Keep blogging GF and Ill keep informing people of the whole story til the day the truth is finally heard the world over. After all, as contrived as it may sound, "the truth will set you free".

Anonymous said...

Oops, not only is there what appears to be Serb gangsters in "Bad Company", but Russian villains as well. I meant to add that in my last post, but forgot. I do believe the Russian gangsters are the most prominent, so maybe this shouldnt be considered as much as the others.

CubuCoko said...

Thanks LM - I actually wrote about "Peacemaker" back in 2003, but forgot about it on this occasion.
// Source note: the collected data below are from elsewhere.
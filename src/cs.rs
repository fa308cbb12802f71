pub mod dynamic;

pub use dynamic::*;
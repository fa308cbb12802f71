use criterion::{black_box, criterion_group, criterion_main, BenchmarkId, Criterion};
use editdistance::{compute, levenshtein_distance};
use rand::rngs::StdRng;
use rand::{Rng, SeedableRng};

fn generate_string(rng: &mut StdRng, len: usize) -> String {
    (0..len).map(|_| rng.gen_range(b'a'..=b'z') as char).collect()
}

fn bench_edit_distance(c: &mut Criterion) {
    let mut group = c.benchmark_group("edit_distance");
    let mut rng = StdRng::seed_from_u64(42);

    for size in [10, 50, 100].iter() {
        let a = generate_string(&mut rng, *size);
        let b = generate_string(&mut rng, *size);
        let a_chars: Vec<char> = a.chars().collect();
        let b_chars: Vec<char> = b.chars().collect();

        group.bench_with_input(BenchmarkId::new("compute_with_trace", size), size, |bench, _| {
            bench.iter(|| compute(black_box(&a_chars), black_box(&b_chars)))
        });

        group.bench_with_input(BenchmarkId::new("distance_only", size), size, |bench, _| {
            bench.iter(|| levenshtein_distance(black_box(&a), black_box(&b)))
        });
    }

    group.finish();
}

criterion_group!(benches, bench_edit_distance);
criterion_main!(benches);
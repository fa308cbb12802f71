use log::trace;

use super::matrix::CostMatrix;
use super::operation::Operation;

/// Walks `matrix` from the bottom-right cell back to the origin and returns
/// one optimal edit trace in transformation order, with steps numbered
/// from 1.
///
/// At every cell the first applicable move wins, in the order match,
/// substitute, delete, insert. `matrix` must have been built from `a` and `b`.
pub(crate) fn backtrack(a: &[char], b: &[char], matrix: &CostMatrix) -> Vec<Operation> {
    let mut i = a.len();
    let mut j = b.len();
    let mut operations = Vec::with_capacity(i + j);

    while i > 0 || j > 0 {
        let cost = matrix[(i, j)];

        let op = if i > 0 && j > 0 && a[i - 1] == b[j - 1] {
            let op = Operation::matched((i - 1, j - 1), a[i - 1]);
            i -= 1;
            j -= 1;
            op
        } else if i > 0 && j > 0 && cost == matrix[(i - 1, j - 1)] + 1 {
            let op = Operation::substitute((i - 1, j - 1), a[i - 1], b[j - 1]);
            i -= 1;
            j -= 1;
            op
        } else if i > 0 && cost == matrix[(i - 1, j)] + 1 {
            let op = Operation::delete((i - 1, j), a[i - 1]);
            i -= 1;
            op
        } else {
            // A well-formed matrix always leaves insertion as the last option.
            debug_assert!(j > 0 && cost == matrix[(i, j - 1)] + 1);
            let op = Operation::insert((i, j - 1), b[j - 1]);
            j -= 1;
            op
        };

        trace!("backtrack {} -> ({}, {}): {}", op.kind, i, j, op.description);
        operations.push(op);
    }

    operations.reverse();
    for (index, op) in operations.iter_mut().enumerate() {
        op.step = index + 1;
    }
    operations
}

#[cfg(test)]
mod tests {
    use super::super::operation::OperationKind::{self, Delete, Insert, Match, Substitute};
    use super::*;

    fn trace_of(a: &str, b: &str) -> Vec<(OperationKind, (usize, usize))> {
        let a: Vec<char> = a.chars().collect();
        let b: Vec<char> = b.chars().collect();
        let matrix = CostMatrix::build(&a, &b);
        backtrack(&a, &b, &matrix)
            .into_iter()
            .map(|op| (op.kind, op.position))
            .collect()
    }

    #[test]
    fn test_empty() {
        assert!(trace_of("", "").is_empty());
    }

    #[test]
    fn test_all_deletes() {
        assert_eq!(
            trace_of("abc", ""),
            vec![(Delete, (0, 0)), (Delete, (1, 0)), (Delete, (2, 0))]
        );
    }

    #[test]
    fn test_all_inserts() {
        assert_eq!(
            trace_of("", "xy"),
            vec![(Insert, (0, 0)), (Insert, (0, 1))]
        );
    }

    #[test]
    fn test_kitten_sitting() {
        assert_eq!(
            trace_of("kitten", "sitting"),
            vec![
                (Substitute, (0, 0)),
                (Match, (1, 1)),
                (Match, (2, 2)),
                (Match, (3, 3)),
                (Substitute, (4, 4)),
                (Match, (5, 5)),
                (Insert, (6, 6)),
            ]
        );
    }

    #[test]
    fn test_substitute_beats_delete() {
        // At (2, 2) substitute and delete are both optimal.
        assert_eq!(
            trace_of("ab", "ba"),
            vec![(Substitute, (0, 0)), (Substitute, (1, 1))]
        );
    }

    #[test]
    fn test_delete_beats_insert() {
        // At (3, 3) delete and insert are both optimal; substitute is not.
        assert_eq!(
            trace_of("aba", "bab"),
            vec![
                (Insert, (0, 0)),
                (Match, (0, 1)),
                (Match, (1, 2)),
                (Delete, (2, 3)),
            ]
        );
    }

    #[test]
    fn test_mixed_trace() {
        assert_eq!(
            trace_of("horse", "ros"),
            vec![
                (Substitute, (0, 0)),
                (Match, (1, 1)),
                (Delete, (2, 2)),
                (Match, (3, 2)),
                (Delete, (4, 3)),
            ]
        );
        assert_eq!(
            trace_of("sunday", "saturday"),
            vec![
                (Match, (0, 0)),
                (Insert, (1, 1)),
                (Insert, (1, 2)),
                (Match, (1, 3)),
                (Substitute, (2, 4)),
                (Match, (3, 5)),
                (Match, (4, 6)),
                (Match, (5, 7)),
            ]
        );
    }

    /// Whether `kind` is an optimal move out of cell `(i, j)`.
    fn applies(
        kind: OperationKind,
        a: &[char],
        b: &[char],
        m: &CostMatrix,
        i: usize,
        j: usize,
    ) -> bool {
        let cost = m[(i, j)];
        match kind {
            Match => i > 0 && j > 0 && a[i - 1] == b[j - 1],
            Substitute => i > 0 && j > 0 && cost == m[(i - 1, j - 1)] + 1,
            Delete => i > 0 && cost == m[(i - 1, j)] + 1,
            Insert => j > 0 && cost == m[(i, j - 1)] + 1,
        }
    }

    #[test]
    fn test_follows_priority_order() {
        let pairs = [
            ("ab", "ba"),
            ("aba", "bab"),
            ("kitten", "sitting"),
            ("sunday", "saturday"),
            ("horse", "ros"),
            ("abcdef", "azced"),
            ("", "xyz"),
            ("xyz", ""),
        ];
        for (a, b) in pairs {
            let a: Vec<char> = a.chars().collect();
            let b: Vec<char> = b.chars().collect();
            let matrix = CostMatrix::build(&a, &b);
            let ops = backtrack(&a, &b, &matrix);

            // Walk the trace backwards, the way it was produced.
            let (mut i, mut j) = (a.len(), b.len());
            for op in ops.iter().rev() {
                let expected = OperationKind::PRIORITY
                    .into_iter()
                    .find(|&kind| applies(kind, &a, &b, &matrix, i, j));
                assert_eq!(Some(op.kind), expected, "at cell ({}, {})", i, j);
                let (di, dj) = op.kind.advance();
                i -= di;
                j -= dj;
            }
            assert_eq!((i, j), (0, 0));
        }
    }

    #[test]
    fn test_steps_are_sequential() {
        let a: Vec<char> = "flaw".chars().collect();
        let b: Vec<char> = "lawn".chars().collect();
        let matrix = CostMatrix::build(&a, &b);
        let steps: Vec<usize> = backtrack(&a, &b, &matrix).iter().map(|op| op.step).collect();
        assert_eq!(steps, vec![1, 2, 3, 4, 5]);
    }
}
//! Levenshtein edit distance with a full cost matrix and an edit trace.
//!
//! [`compute`] fills the `(m + 1) x (n + 1)` cost matrix for two character
//! sequences, reads the distance from its last cell, and backtracks to one
//! minimal sequence of match, substitute, delete and insert steps.
//!
//! When several optimal moves exist at a cell, backtracking always prefers
//! them in the order of [`OperationKind::PRIORITY`]:
//! match, then substitute, then delete, then insert. Two runs over the same
//! inputs always produce the same trace.
//!
//! [`levenshtein_distance`] computes only the distance with two rolling rows,
//! for callers that do not need the matrix or the trace.

mod backtrack;
mod limits;
mod matrix;
mod operation;

use std::time::{Duration, Instant};

use log::debug;

use crate::error::Result;

pub use limits::{InputLimits, InputSide, DEFAULT_MAX_LEN};
pub use matrix::CostMatrix;
pub use operation::{apply_operations, Operation, OperationKind, OperationSummary};

/// Everything produced by one run of the engine.
#[derive(Debug, Clone, PartialEq)]
pub struct EditDistanceResult {
    /// Minimum number of single-character edits, `matrix[(m, n)]`.
    pub distance: usize,
    /// The full cost matrix.
    pub matrix: CostMatrix,
    /// One optimal trace, in transformation order.
    pub operations: Vec<Operation>,
    /// Time complexity for these input sizes, e.g. `O(3 × 4) = O(12)`.
    pub time_complexity: String,
    /// Space complexity for these input sizes.
    pub space_complexity: String,
    /// Wall time spent building the matrix and backtracking.
    pub elapsed: Duration,
}

impl EditDistanceResult {
    /// Counts of each operation kind in the trace.
    pub fn summary(&self) -> OperationSummary {
        OperationSummary::from_operations(&self.operations)
    }

    /// Matrix cells visited by the trace, from `(0, 0)` to `(m, n)`.
    pub fn path(&self) -> Vec<(usize, usize)> {
        let mut cell = (0, 0);
        let mut path = Vec::with_capacity(self.operations.len() + 1);
        path.push(cell);
        for op in &self.operations {
            let (di, dj) = op.kind.advance();
            cell = (cell.0 + di, cell.1 + dj);
            path.push(cell);
        }
        path
    }

    /// Replays the trace against `source`. See [`apply_operations`].
    pub fn apply(&self, source: &[char]) -> Result<Vec<char>> {
        apply_operations(source, &self.operations)
    }

    /// Rebuilds the source sequence from the trace.
    pub fn source_chars(&self) -> Vec<char> {
        self.operations.iter().filter_map(|op| op.source).collect()
    }

    /// Rebuilds the target sequence from the trace.
    pub fn target_chars(&self) -> Vec<char> {
        self.operations.iter().filter_map(|op| op.target).collect()
    }

    /// Elapsed time in fractional milliseconds.
    pub fn execution_time_ms(&self) -> f64 {
        self.elapsed.as_secs_f64() * 1000.0
    }
}

/// Computes the edit distance, cost matrix and edit trace for `a` against `b`.
///
/// Either input may be empty. This never fails; apply any length policy
/// before calling, or use [`compute_checked`].
///
/// # Examples
///
/// ```
/// use editdistance::{compute, OperationKind};
///
/// let a: Vec<char> = "cat".chars().collect();
/// let b: Vec<char> = "bat".chars().collect();
/// let result = compute(&a, &b);
///
/// assert_eq!(result.distance, 1);
/// assert_eq!(result.operations[0].kind, OperationKind::Substitute);
/// assert_eq!(result.operations[0].description, "Substitute 'c' with 'b' at position 0");
/// assert_eq!(result.operations[1].kind, OperationKind::Match);
/// ```
pub fn compute(a: &[char], b: &[char]) -> EditDistanceResult {
    let start = Instant::now();

    let matrix = CostMatrix::build(a, b);
    let operations = backtrack::backtrack(a, b, &matrix);

    let elapsed = start.elapsed();
    let distance = matrix.distance();
    let complexity = complexity_annotation(a.len(), b.len());

    debug!(
        "edit distance {}x{}: distance={} operations={} elapsed={:?}",
        a.len(),
        b.len(),
        distance,
        operations.len(),
        elapsed
    );

    EditDistanceResult {
        distance,
        matrix,
        operations,
        time_complexity: complexity.clone(),
        space_complexity: complexity,
        elapsed,
    }
}

/// Same as [`compute`], taking string slices.
///
/// # Examples
///
/// ```
/// use editdistance::edit_distance;
///
/// let result = edit_distance("kitten", "sitting");
/// assert_eq!(result.distance, 3);
/// assert_eq!(result.time_complexity, "O(6 × 7) = O(42)");
/// ```
pub fn edit_distance(a: &str, b: &str) -> EditDistanceResult {
    let a: Vec<char> = a.chars().collect();
    let b: Vec<char> = b.chars().collect();
    compute(&a, &b)
}

/// Checks `a` and `b` against `limits`, then runs [`compute`].
///
/// # Errors
///
/// - [`Error::EmptyInputs`](crate::Error::EmptyInputs) when both inputs are
///   empty and the limits refuse that.
/// - [`Error::InputTooLong`](crate::Error::InputTooLong) when an input is
///   longer than `limits.max_len` characters.
///
/// # Examples
///
/// ```
/// use editdistance::{compute_checked, Error, InputLimits};
///
/// let limits = InputLimits::with_max_len(5);
/// assert_eq!(compute_checked("abc", "abd", &limits).unwrap().distance, 1);
/// assert!(matches!(
///     compute_checked("abcdef", "abc", &limits),
///     Err(Error::InputTooLong { len: 6, max: 5, .. })
/// ));
/// ```
pub fn compute_checked(a: &str, b: &str, limits: &InputLimits) -> Result<EditDistanceResult> {
    let a: Vec<char> = a.chars().collect();
    let b: Vec<char> = b.chars().collect();
    limits.check(&a, &b)?;
    Ok(compute(&a, &b))
}

/// Computes only the Levenshtein distance between two string slices.
///
/// Keeps two rows of the matrix at a time, so memory is linear in the
/// length of `b`. Agrees with `compute(a, b).distance`.
///
/// # Examples
///
/// ```
/// use editdistance::levenshtein_distance;
///
/// assert_eq!(levenshtein_distance("", ""), 0);
/// assert_eq!(levenshtein_distance("kitten", "sitting"), 3);
/// assert_eq!(levenshtein_distance("gumbo", "gambol"), 2);
/// ```
pub fn levenshtein_distance(a: &str, b: &str) -> usize {
    let b: Vec<char> = b.chars().collect();
    if a.is_empty() {
        return b.len();
    }

    let mut previous: Vec<usize> = (0..=b.len()).collect();
    let mut current = vec![0; b.len() + 1];

    for (i, ca) in a.chars().enumerate() {
        current[0] = i + 1;
        for (j, &cb) in b.iter().enumerate() {
            current[j + 1] = if ca == cb {
                previous[j]
            } else {
                1 + previous[j + 1].min(current[j]).min(previous[j])
            };
        }
        std::mem::swap(&mut previous, &mut current);
    }

    previous[b.len()]
}

fn complexity_annotation(m: usize, n: usize) -> String {
    format!("O({} × {}) = O({})", m, n, m * n)
}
As for the whole Russian villain thing... I'm still trying to fathom how "Eastern Promises" was about the Russian sex-slavers in the UK, even though Albanians control 90+ percent of it.

Anonymous said...

Well...whenever Hollywood needs a fallback villain it most certainly looks in the direction of Russia, especially since it is no longer politically correct to show almost any type of Muslim in a "bad" light. The last decent big budget movie that showed extremist Arab Muslims for what they are, in my opinion, was True Lies with Ah-nold. Ever since 9/11, in order to be good PC sheeple, the public has been told not to think or even feel like that's the case any longer, how ridiculous. As far as the Albanians are concerned, however, they are to be seen as victims not as villians. They are just "persecuted" and "misunderstood" and the US has helped them because they "deserve" it, nevermind the totally transparent links to organized crime in almost every Albanian political structure from up top down to the mailroom...whatever.

Anonymous said...

As for the whole Russian villain thing... I'm still trying to fathom how "Eastern Promises" was about the Russian sex-slavers in the UK, even though Albanians control 90+ percent of it.


GF, I just saw the new movie "Taken" with Liam Neeson and one of the main villians in the film are Albanian white slave traders (Neeson's character does a good number on them, as well as, the others). It is a fantastic movie, Luc Besson wrote it, of course nothing compares to The Professional, but this movie gives a real good go at it.

CubuCoko said...

Oh. It looked interesting from the trailer; I should take a look. Thanks for the recommendation!